◆ **What is being asked**:
Filter the lines below, copying only those with the string "degrees".

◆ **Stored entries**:
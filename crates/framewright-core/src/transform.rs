//! 2D transforms for sprites and cameras.

use glam::{Mat4, Vec2, Vec3};

/// Position, rotation and scale in the XY plane.
///
/// Rotation is in degrees, counter-clockwise about +Z.
#[derive(Clone, Copy, Debug, PartialEq)]
pub struct Transform {
    /// Translation in world units
    pub position: Vec2,
    /// Rotation in degrees
    pub rotation: f32,
    /// Per-axis scale
    pub scale: Vec2,
}

impl Default for Transform {
    fn default() -> Self {
        Self {
            position: Vec2::ZERO,
            rotation: 0.0,
            scale: Vec2::ONE,
        }
    }
}

/// Translation, orientation and scale matrices of one transform.
struct Matrices {
    translation: Mat4,
    orientation: Mat4,
    scale: Mat4,
}

#[inline]
fn to_matrices(position: Vec2, rotation: f32, scale: Vec2) -> Matrices {
    Matrices {
        translation: Mat4::from_translation(position.extend(0.0)),
        orientation: Mat4::from_rotation_z(rotation.to_radians()),
        scale: Mat4::from_scale(Vec3::new(scale.x, scale.y, 1.0)),
    }
}

impl Transform {
    /// Create a transform at `position` with no rotation and unit scale.
    #[inline]
    pub fn from_position(position: Vec2) -> Self {
        Self {
            position,
            ..Self::default()
        }
    }

    /// Object-to-world matrix: scale, then rotate, then translate.
    #[inline]
    pub fn model_matrix(&self) -> Mat4 {
        let m = to_matrices(self.position, self.rotation, self.scale);
        m.translation * m.orientation * m.scale
    }

    /// World-to-view matrix for a camera placed with this transform.
    ///
    /// Translation and rotation are inverted and applied in reverse order.
    /// Scale is not inverted and stays the first operation, so a larger
    /// scale zooms in.
    #[inline]
    pub fn view_matrix(&self) -> Mat4 {
        let m = to_matrices(-self.position, -self.rotation, self.scale);
        m.orientation * m.translation * m.scale
    }
}

#[cfg(test)]
mod tests {
    use super::*;
    use approx::assert_relative_eq;

    #[test]
    fn identity_transform_yields_identity_matrices() {
        let transform = Transform::default();
        assert_eq!(transform.model_matrix(), Mat4::IDENTITY);
        assert_eq!(transform.view_matrix(), Mat4::IDENTITY);
    }

    #[test]
    fn model_scales_then_rotates_then_translates() {
        let transform = Transform {
            position: Vec2::new(10.0, 0.0),
            rotation: 90.0,
            scale: Vec2::new(2.0, 2.0),
        };

        let p = transform.model_matrix().transform_point3(Vec3::X);
        assert_relative_eq!(p.x, 10.0, epsilon = 1e-5);
        assert_relative_eq!(p.y, 2.0, epsilon = 1e-5);
        assert_relative_eq!(p.z, 0.0, epsilon = 1e-5);
    }

    #[test]
    fn view_moves_camera_position_to_origin() {
        let camera = Transform {
            position: Vec2::new(3.0, -4.0),
            rotation: 30.0,
            scale: Vec2::ONE,
        };

        let p = camera
            .view_matrix()
            .transform_point3(camera.position.extend(0.0));
        assert_relative_eq!(p.x, 0.0, epsilon = 1e-5);
        assert_relative_eq!(p.y, 0.0, epsilon = 1e-5);
    }

    #[test]
    fn view_counter_rotates_the_world() {
        let camera = Transform {
            rotation: 90.0,
            ..Transform::default()
        };

        let p = camera.view_matrix().transform_point3(Vec3::Y);
        assert_relative_eq!(p.x, 1.0, epsilon = 1e-5);
        assert_relative_eq!(p.y, 0.0, epsilon = 1e-5);
    }

    #[test]
    fn view_scale_is_not_inverted() {
        let camera = Transform {
            scale: Vec2::splat(2.0),
            ..Transform::default()
        };

        let p = camera.view_matrix().transform_point3(Vec3::new(1.0, 1.0, 0.0));
        assert_relative_eq!(p.x, 2.0);
        assert_relative_eq!(p.y, 2.0);
    }
}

◆ **Finished exercise**:
/// Rotation is in degrees, counter-clockwise about +Z.
    /// Rotation in degrees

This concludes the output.